Belfast Telegraph

UK Website Of The Year

Home News UK

Stop using dangerous faulty tumble dryer models now, fire chiefs warn

Published 06/10/2016

The fire at Bush Court, Shepherd's Bush, took 120 firefighters to bring under control (Liam Twomey/PA)
The fire at Bush Court, Shepherd's Bush, took 120 firefighters to bring under control (Liam Twomey/PA)

Home-owners with faulty Whirlpool tumble dryers must stop using them immediately after one of the machines was found to be the cause of a huge tower block blaze, fire chiefs have said.

London Fire Brigade renewed its campaign to make white goods safer following a "painstaking" investigation into the blaze in an 18-storey building in Shepherd's Bush in August, which took 120 firefighters to bring under control.

The brigade said it believed a faulty Indesit tumble dryer was the cause, adding that parent company Whirlpool should change its advice to customers so that any dryers waiting to be modified are not used.

A reported 5.3 million dryers made by Whirlpool brands Hotpoint, Indesit and Creda between April 2004 and September 2015 are subject to a safety notice about the fire risk, which is caused by excess fluff coming into contact with the heating element.

London Fire Brigade's director of operations, Dave Brown, said: "This fire has highlighted just how dangerous faulty white goods can be. Disappointingly though, Whirlpool have still not changed their advice to consumers.

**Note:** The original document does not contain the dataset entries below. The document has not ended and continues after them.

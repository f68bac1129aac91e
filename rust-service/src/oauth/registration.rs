//! Webhook subscriptions created after install.

use reqwest::{Client, StatusCode};
use serde_json::json;
use tracing::{info, warn};

use super::OAuthError;
use crate::webhook::Topic;

/// Topics subscribed per shop: every known topic except the compliance
/// ones, which are declared in the app configuration instead.
pub fn registered_topics() -> impl Iterator<Item = Topic> {
    Topic::ALL.into_iter().filter(|topic| !topic.is_compliance())
}

const ACCESS_TOKEN_HEADER: &str = "X-Shopify-Access-Token";

#[derive(Debug)]
pub struct RegistrationOutcome {
    pub topic: Topic,
    pub result: Result<(), OAuthError>,
}

/// Create a webhook subscription for every topic in [`registered_topics`].
///
/// Each topic is attempted even if an earlier one failed. A subscription
/// that already exists for the same address counts as success.
pub async fn register_webhooks(
    http: &Client,
    admin_base: &str,
    access_token: &str,
    api_version: &str,
    app_url: &str,
) -> Vec<RegistrationOutcome> {
    let endpoint = format!("{}/admin/api/{}/webhooks.json", admin_base, api_version);
    let mut outcomes = Vec::new();

    for topic in registered_topics() {
        let address = format!("{}/webhooks/{}", app_url, topic);
        let result = register_one(http, &endpoint, access_token, topic, &address).await;

        match &result {
            Ok(()) => info!(topic = %topic, address = %address, "webhook_registered"),
            Err(e) => warn!(topic = %topic, error = %e, "webhook_registration_failed"),
        }
        outcomes.push(RegistrationOutcome { topic, result });
    }

    outcomes
}

async fn register_one(
    http: &Client,
    endpoint: &str,
    access_token: &str,
    topic: Topic,
    address: &str,
) -> Result<(), OAuthError> {
    let body = json!({
        "webhook": {
            "topic": topic.as_str(),
            "address": address,
            "format": "json"
        }
    });

    let response = http
        .post(endpoint)
        .header(ACCESS_TOKEN_HEADER, access_token)
        .json(&body)
        .send()
        .await
        .map_err(|e| OAuthError::Registration {
            topic: topic.to_string(),
            reason: e.to_string(),
        })?;

    match response.status() {
        s if s.is_success() => Ok(()),
        // "address for this topic has already been taken"
        StatusCode::UNPROCESSABLE_ENTITY => {
            info!(topic = %topic, "webhook_already_registered");
            Ok(())
        }
        s => Err(OAuthError::Registration {
            topic: topic.to_string(),
            reason: format!("status {}", s),
        }),
    }
}

#[cfg(test)]
mod tests {
    use super::*;
    use mockito::{Matcher, Server};

    #[test]
    fn test_registered_topics_skip_compliance() {
        let topics: Vec<Topic> = registered_topics().collect();
        assert_eq!(
            topics,
            vec![
                Topic::OrdersCreate,
                Topic::OrdersPaid,
                Topic::OrdersFulfilled,
                Topic::AppUninstalled
            ]
        );
    }

    #[tokio::test]
    async fn test_register_all_topics() {
        let mut server = Server::new_async().await;
        let mock = server
            .mock("POST", "/admin/api/2024-01/webhooks.json")
            .match_header("x-shopify-access-token", "shpat_123")
            .with_status(201)
            .with_body(r#"{"webhook": {"id": 1}}"#)
            .expect(4)
            .create_async()
            .await;

        let outcomes = register_webhooks(
            &Client::new(),
            &server.url(),
            "shpat_123",
            "2024-01",
            "https://app.example.com",
        )
        .await;

        mock.assert_async().await;
        assert_eq!(outcomes.len(), 4);
        assert!(outcomes.iter().all(|o| o.result.is_ok()));
    }

    #[tokio::test]
    async fn test_registration_sends_topic_address() {
        let mut server = Server::new_async().await;
        let mock = server
            .mock("POST", "/admin/api/2024-01/webhooks.json")
            .match_body(Matcher::Json(json!({
                "webhook": {
                    "topic": "orders/fulfilled",
                    "address": "https://app.example.com/webhooks/orders/fulfilled",
                    "format": "json"
                }
            })))
            .with_status(201)
            .create_async()
            .await;
        let _others = server
            .mock("POST", "/admin/api/2024-01/webhooks.json")
            .with_status(201)
            .create_async()
            .await;

        register_webhooks(
            &Client::new(),
            &server.url(),
            "shpat_123",
            "2024-01",
            "https://app.example.com",
        )
        .await;

        mock.assert_async().await;
    }

    #[tokio::test]
    async fn test_failures_do_not_stop_remaining_topics() {
        let mut server = Server::new_async().await;
        let _failing = server
            .mock("POST", "/admin/api/2024-01/webhooks.json")
            .match_body(Matcher::PartialJson(json!({"webhook": {"topic": "orders/create"}})))
            .with_status(500)
            .create_async()
            .await;
        let _taken = server
            .mock("POST", "/admin/api/2024-01/webhooks.json")
            .match_body(Matcher::PartialJson(json!({"webhook": {"topic": "orders/paid"}})))
            .with_status(422)
            .create_async()
            .await;
        let _ok = server
            .mock("POST", "/admin/api/2024-01/webhooks.json")
            .with_status(201)
            .create_async()
            .await;

        let outcomes = register_webhooks(
            &Client::new(),
            &server.url(),
            "shpat_123",
            "2024-01",
            "https://app.example.com",
        )
        .await;

        assert_eq!(outcomes.len(), 4);
        assert!(matches!(
            outcomes[0].result,
            Err(OAuthError::Registration { .. })
        ));
        assert!(outcomes[1].result.is_ok());
        assert!(outcomes[2].result.is_ok());
        assert!(outcomes[3].result.is_ok());
    }
}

"Following the conclusion of our investigation, we are now appealing once again for them to change their advice and bring it into line with our own. Thankfully there were no serious injuries in the Shepherd's Bush fire but we may not be so lucky if it happens again.

"It was vital that we conducted such a robust and systematic investigation to get a clear picture of what happened. Following an exhaustive examination of the scene and the remains of the appliance by our specialist fire investigators, we remain satisfied the cause was the faulty dryer."

Alex Neill, of consumer group Which?, said: " London Fire Brigade's investigation into the Shepherd's Bush fire highlights the urgent need for the Government to review the Whirlpool case and set out how it is going to improve safety for affected customers."

Consumer Minister Margot James said: "Customer safety must be the number one priority for manufacturers. I acknowledge that Whirlpool are making great efforts to modify and replace at-risk machines, but I believe additional action is required to reassure customers and the public. I will be writing to the company to set out my concerns and expectations.

"I am also creating a new Working Group on Product Recalls and Safety to look at what more can be done to improve the safety of white goods, including tumble dryers."

In a statement, Whirlpool repeated its previous advice to customers, advising them to check if their dryer is affected and register for a modification kit if necessary.

" The success of the programme depends on as many customers as possible registering with us for a modification. Therefore, we urge everyone who owns an Indesit, Hotpoint or Creda dryer manufactured between April 2004 and September 2015 to check if their dryer is affected and then register for a free modification if it is," it said.

It added: "Our thoughts are with all those affected by the incident in Shepherd's Bush, London, in August 2016. While we understand that London Fire Brigade has concluded its investigation into the incident, Whirlpool's independent forensic investigations are still ongoing and, in the circumstances, it would be inappropriate to comment further.

"The safety of consumers is our number one priority and we are committed to doing everything we can to ensure that the tumble dryer modification programme is carried out in a safe and timely manner. We continue to co-operate fully with the relevant regulatory authority as progress of the campaign is regularly monitored and reviewed."

The company said customers could check their dryer by using the model checker on two bespoke websites - and - or via a free helpline on 0800 151 0905 for the UK or 1800 804320 for Ireland.